-- WORK REQUEST --
Look through the lines below; wherever the word "RpcServer" appears, copy that line.

DATA FOR THE TASK Start Marker

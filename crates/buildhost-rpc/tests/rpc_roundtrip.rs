//! End-to-end client/server tests over an in-memory stream pair.
//!
//! The targets here stand in for the project-loading logic a real build
//! host registers; they only need named, arity-distinct methods returning
//! the four scalar kinds.

use anyhow::Context;
use buildhost_rpc::{
    DuplexStreamPair, MethodRegistry, RpcClient, RpcError, RpcServer, RpcTarget, RpcValue,
};
use futures::FutureExt;
use std::collections::HashMap;
use std::sync::{Arc, Mutex};
use std::time::Duration;
use tokio::sync::oneshot;

/// Stand-in for a project-file target: echo/arithmetic/property lookup
/// plus a failing method and a void method with an observable side effect.
#[derive(Default)]
struct ProjectInfoTarget {
    properties: HashMap<String, String>,
    last_note: Mutex<Option<String>>,
}

impl ProjectInfoTarget {
    fn with_property(key: &str, value: &str) -> Self {
        let mut properties = HashMap::new();
        properties.insert(key.to_string(), value.to_string());
        Self {
            properties,
            last_note: Mutex::new(None),
        }
    }
}

impl RpcTarget for ProjectInfoTarget {
    fn register_methods(self: Arc<Self>, methods: &mut MethodRegistry) {
        methods.insert("EchoPath", 1, |mut args, _token| {
            async move { Ok(RpcValue::String(args.remove(0).into_string()?)) }.boxed()
        });

        methods.insert("Concat", 2, |mut args, _token| {
            async move {
                let first = args.remove(0).into_string()?;
                let second = args.remove(0).into_string()?;
                Ok(RpcValue::String(format!("{first}{second}")))
            }
            .boxed()
        });

        methods.insert("Add", 2, |args, _token| {
            async move {
                let a = args[0].as_int().context("first argument must be an int")?;
                let b = args[1].as_int().context("second argument must be an int")?;
                Ok(RpcValue::Int(a + b))
            }
            .boxed()
        });

        let this = self.clone();
        methods.insert("FindProperty", 1, move |mut args, _token| {
            let this = this.clone();
            async move {
                match args.remove(0) {
                    RpcValue::Null => Ok(RpcValue::Null),
                    key => {
                        let key = key.into_string()?;
                        Ok(this.properties.get(&key).cloned().into())
                    }
                }
            }
            .boxed()
        });

        let this = self.clone();
        methods.insert("SetNote", 1, move |mut args, _token| {
            let this = this.clone();
            async move {
                let note = args.remove(0).into_string()?;
                *this.last_note.lock().unwrap() = Some(note);
                Ok(RpcValue::Null)
            }
            .boxed()
        });

        methods.insert("Fail", 1, |mut args, _token| {
            async move {
                let message = args.remove(0).into_string()?;
                Err(anyhow::anyhow!("project load failed: {message}"))
            }
            .boxed()
        });

        methods.insert("TokenIsCancelled", 0, |_args, token| {
            async move { Ok(RpcValue::Bool(token.is_cancelled())) }.boxed()
        });
    }
}

/// Deferred-completion target: each call suspends on a named gate the test
/// releases explicitly, so completion order is fully controlled.
#[derive(Default)]
struct GatedTarget {
    gates: Mutex<HashMap<String, oneshot::Receiver<i64>>>,
}

impl GatedTarget {
    fn arm(&self, name: &str) -> oneshot::Sender<i64> {
        let (sender, receiver) = oneshot::channel();
        self.gates.lock().unwrap().insert(name.to_string(), receiver);
        sender
    }
}

impl RpcTarget for GatedTarget {
    fn register_methods(self: Arc<Self>, methods: &mut MethodRegistry) {
        let this = self.clone();
        methods.insert("WaitFor", 1, move |mut args, _token| {
            let this = this.clone();
            async move {
                let name = args.remove(0).into_string()?;
                let gate = this
                    .gates
                    .lock()
                    .unwrap()
                    .remove(&name)
                    .with_context(|| format!("no gate named {name}"))?;
                let value = gate.await.context("gate sender dropped")?;
                Ok(RpcValue::Int(value))
            }
            .boxed()
        });
    }
}

fn start_host(targets: Vec<Arc<dyn RpcTarget>>) -> RpcClient {
    let (server_pair, client_pair) = DuplexStreamPair::in_memory();
    let mut server = RpcServer::new(server_pair);
    for target in targets {
        server.add_target(target);
    }
    tokio::spawn(server.run());
    RpcClient::start(client_pair)
}

#[tokio::test]
async fn test_echo_roundtrip_preserves_arbitrary_text() {
    let client = start_host(vec![Arc::new(ProjectInfoTarget::default()) as Arc<dyn RpcTarget>]);

    for input in [
        "",
        "\0",
        "line1\r\nline2",
        "C:\\src\\проект\\app.csproj",
        "emoji \u{1F680}\u{1F980} and NUL \0 mixed",
    ] {
        let echoed: String = client
            .invoke(0, "EchoPath", vec![input.into()])
            .await
            .unwrap();
        assert_eq!(echoed, input);
        assert_eq!(echoed.len(), input.len());
    }
}

#[tokio::test]
async fn test_int_and_multi_argument_methods() {
    let client = start_host(vec![Arc::new(ProjectInfoTarget::default()) as Arc<dyn RpcTarget>]);

    let sum: i64 = client
        .invoke(0, "Add", vec![40i64.into(), 2i64.into()])
        .await
        .unwrap();
    assert_eq!(sum, 42);

    let joined: String = client
        .invoke(0, "Concat", vec!["net".into(), "8.0".into()])
        .await
        .unwrap();
    assert_eq!(joined, "net8.0");
}

#[tokio::test]
async fn test_nullable_distinguishes_null_from_failure() {
    let target = Arc::new(ProjectInfoTarget::with_property("Configuration", "Release"));
    let client = start_host(vec![target as Arc<dyn RpcTarget>]);

    let found: Option<String> = client
        .invoke_nullable(0, "FindProperty", vec!["Configuration".into()])
        .await
        .unwrap();
    assert_eq!(found.as_deref(), Some("Release"));

    let missing: Option<String> = client
        .invoke_nullable(0, "FindProperty", vec![RpcValue::Null])
        .await
        .unwrap();
    assert!(missing.is_none());
}

#[tokio::test]
async fn test_void_method_side_effect_visible_after_return() {
    let target = Arc::new(ProjectInfoTarget::default());
    let client = start_host(vec![target.clone() as Arc<dyn RpcTarget>]);

    client
        .invoke::<()>(0, "SetNote", vec!["loaded 3 projects".into()])
        .await
        .unwrap();

    assert_eq!(
        target.last_note.lock().unwrap().as_deref(),
        Some("loaded 3 projects")
    );
}

#[tokio::test]
async fn test_remote_failure_carries_original_message() {
    let client = start_host(vec![Arc::new(ProjectInfoTarget::default()) as Arc<dyn RpcTarget>]);

    let result = client
        .invoke::<String>(0, "Fail", vec!["disk offline".into()])
        .await;

    match result {
        Err(RpcError::Remote { message, kind }) => {
            assert!(message.contains("disk offline"), "message: {message}");
            assert_eq!(kind.as_deref(), Some("InvocationError"));
        }
        other => panic!("Expected Remote error, got: {:?}", other),
    }
}

#[tokio::test]
async fn test_connection_survives_remote_failures() {
    let client = start_host(vec![Arc::new(ProjectInfoTarget::default()) as Arc<dyn RpcTarget>]);

    client
        .invoke::<String>(0, "Fail", vec!["transient".into()])
        .await
        .unwrap_err();

    // The failure was confined to that one call.
    let echoed: String = client
        .invoke(0, "EchoPath", vec!["still alive".into()])
        .await
        .unwrap();
    assert_eq!(echoed, "still alive");
}

#[tokio::test]
async fn test_handler_token_is_never_cancelled() {
    let client = start_host(vec![Arc::new(ProjectInfoTarget::default()) as Arc<dyn RpcTarget>]);

    let cancelled: bool = client.invoke(0, "TokenIsCancelled", vec![]).await.unwrap();
    assert!(!cancelled);
}

#[tokio::test]
async fn test_second_call_may_complete_before_first() {
    let gated = Arc::new(GatedTarget::default());
    let first_gate = gated.arm("first");
    let second_gate = gated.arm("second");
    let client = start_host(vec![gated as Arc<dyn RpcTarget>]);

    let first = client.invoke::<i64>(0, "WaitFor", vec!["first".into()]);
    tokio::pin!(first);
    let second = client.invoke::<i64>(0, "WaitFor", vec!["second".into()]);
    tokio::pin!(second);

    // Both in flight, neither gate released: both callers stay suspended.
    assert!(tokio::time::timeout(Duration::from_millis(50), &mut first)
        .await
        .is_err());
    assert!(tokio::time::timeout(Duration::from_millis(50), &mut second)
        .await
        .is_err());

    // Release the later call first. It must resolve while the earlier
    // call remains suspended.
    second_gate.send(22).unwrap();
    assert_eq!((&mut second).await.unwrap(), 22);
    assert!(tokio::time::timeout(Duration::from_millis(50), &mut first)
        .await
        .is_err());

    first_gate.send(11).unwrap();
    assert_eq!(first.await.unwrap(), 11);
}

#[tokio::test]
async fn test_calls_also_complete_in_issue_order() {
    let gated = Arc::new(GatedTarget::default());
    let first_gate = gated.arm("first");
    let second_gate = gated.arm("second");
    let client = start_host(vec![gated as Arc<dyn RpcTarget>]);

    let first = client.invoke::<i64>(0, "WaitFor", vec!["first".into()]);
    tokio::pin!(first);
    let second = client.invoke::<i64>(0, "WaitFor", vec!["second".into()]);
    tokio::pin!(second);

    first_gate.send(1).unwrap();
    assert_eq!((&mut first).await.unwrap(), 1);
    assert!(tokio::time::timeout(Duration::from_millis(50), &mut second)
        .await
        .is_err());

    second_gate.send(2).unwrap();
    assert_eq!(second.await.unwrap(), 2);
}

#[tokio::test]
async fn test_second_registered_target_addressable_by_id() {
    let info = Arc::new(ProjectInfoTarget::with_property("Platform", "AnyCPU"));
    let gated = Arc::new(GatedTarget::default());
    let client = start_host(vec![gated as Arc<dyn RpcTarget>, info as Arc<dyn RpcTarget>]);

    // The info target was registered second, so it is target 1.
    let found: Option<String> = client
        .invoke_nullable(1, "FindProperty", vec!["Platform".into()])
        .await
        .unwrap();
    assert_eq!(found.as_deref(), Some("AnyCPU"));
}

DATA FOR THE TASK End Marker

-- RESULT --
    DuplexStreamPair, MethodRegistry, RpcClient, RpcError, RpcServer, RpcTarget, RpcValue,
    let mut server = RpcServer::new(server_pair);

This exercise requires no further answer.